Recorded data:
§

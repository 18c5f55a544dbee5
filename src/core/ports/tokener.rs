use crate::error::Error;
use serde::{Deserialize, Serialize};

pub trait Payload: Serialize + for<'d> Deserialize<'d> {
    fn user(&self) -> &str;
}

pub trait Tokener<P: Payload> {
    fn verify_token(&self, token: &str) -> Result<P, Error>;
}
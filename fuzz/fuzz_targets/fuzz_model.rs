#![no_main]
#[macro_use]
extern crate libfuzzer_sys;
extern crate arbitrary;
extern crate jump_map;

use arbitrary::Arbitrary;

const KEYSPACE: u64 = 255;

#[derive(Debug)]
enum Op {
    Insert { key: u64, value: u64 },
    Remove { key: u64 },
    Cas { key: u64, expected: Option<u64>, new: u64 },
}

impl<'a> Arbitrary<'a> for Op {
    fn arbitrary(u: &mut arbitrary::Unstructured<'a>) -> arbitrary::Result<Self> {
        Ok(match u.int_in_range(0..=2).unwrap_or(0) {
            0 => Op::Insert {
                key: u.int_in_range(0..=KEYSPACE).unwrap_or(0),
                value: u.int_in_range(0..=KEYSPACE).unwrap_or(0),
            },
            1 => Op::Remove {
                key: u.int_in_range(0..=KEYSPACE).unwrap_or(0),
            },
            _ => Op::Cas {
                key: u.int_in_range(0..=KEYSPACE).unwrap_or(0),
                expected: if bool::arbitrary(u).unwrap_or(false) {
                    Some(u.int_in_range(0..=KEYSPACE).unwrap_or(0))
                } else {
                    None
                },
                new: u.int_in_range(0..=KEYSPACE).unwrap_or(0),
            },
        })
    }
}

fuzz_target!(|ops: Vec<Op>| {
    let map = jump_map::JumpMap::default();
    let mut model = std::collections::HashMap::new();

    for op in ops {
        match op {
            Op::Insert { key, value } => {
                map.insert(key, value);
                model.insert(key, value);
            }
            Op::Remove { key } => {
                map.remove(&key);
                model.remove(&key);
            }
            Op::Cas { key, expected, new } => {
                let swapped = map.cas(key, expected.as_ref(), new);
                assert_eq!(swapped, model.get(&key) == expected.as_ref());
                if swapped {
                    model.insert(key, new);
                }
            }
        }

        assert_eq!(map.len(), model.len() as u64);
        for (key, value) in &model {
            assert_eq!(map.get(key), Some(*value));
        }
    }
});
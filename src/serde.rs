use std::marker::PhantomData;

use serde::de::{Deserializer, MapAccess, Visitor};
use serde::{Deserialize, Serialize, Serializer};

use crate::{Hash64, JumpMap};

impl<K, V, const LOCAL_GC_BUFFER_SIZE: usize> Serialize for JumpMap<K, V, LOCAL_GC_BUFFER_SIZE>
where
    K: 'static + Serialize + Hash64 + Clone + Send + Sync,
    V: 'static + Serialize + Clone + Send + Sync,
{
    fn serialize<S>(&self, s: S) -> Result<S::Ok, S::Error>
    where
        S: Serializer,
    {
        use serde::ser::SerializeMap;

        let mut map = s.serialize_map(None)?;
        for (k, v) in self.iter() {
            map.serialize_entry(&k, &v)?;
        }
        map.end()
    }
}

struct JumpMapVisitor<K, V, const LOCAL_GC_BUFFER_SIZE: usize> {
    pd: PhantomData<(K, V)>,
}

impl<'de, K, V, const LOCAL_GC_BUFFER_SIZE: usize> Visitor<'de>
    for JumpMapVisitor<K, V, LOCAL_GC_BUFFER_SIZE>
where
    K: 'static + Deserialize<'de> + Hash64 + Clone + Send + Sync,
    V: 'static + Deserialize<'de> + Clone + Send + Sync,
{
    type Value = JumpMap<K, V, LOCAL_GC_BUFFER_SIZE>;

    fn expecting(&self, formatter: &mut std::fmt::Formatter<'_>) -> std::fmt::Result {
        formatter.write_str("a map of jump-map entries")
    }

    fn visit_map<M>(self, mut access: M) -> Result<Self::Value, M::Error>
    where
        M: MapAccess<'de>,
    {
        let map = JumpMap::default();

        while let Some((key, value)) = access.next_entry()? {
            map.insert(key, value);
        }

        Ok(map)
    }
}

impl<'de, K, V, const LOCAL_GC_BUFFER_SIZE: usize> Deserialize<'de>
    for JumpMap<K, V, LOCAL_GC_BUFFER_SIZE>
where
    K: 'static + Deserialize<'de> + Hash64 + Clone + Send + Sync,
    V: 'static + Deserialize<'de> + Clone + Send + Sync,
{
    fn deserialize<D>(d: D) -> Result<JumpMap<K, V, LOCAL_GC_BUFFER_SIZE>, D::Error>
    where
        D: Deserializer<'de>,
    {
        d.deserialize_map(JumpMapVisitor { pd: PhantomData })
    }
}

§

Activity: Working from the entries above, return all lines that contain "default".

Output of the task:
    let map = jump_map::JumpMap::default();
        let map = JumpMap::default();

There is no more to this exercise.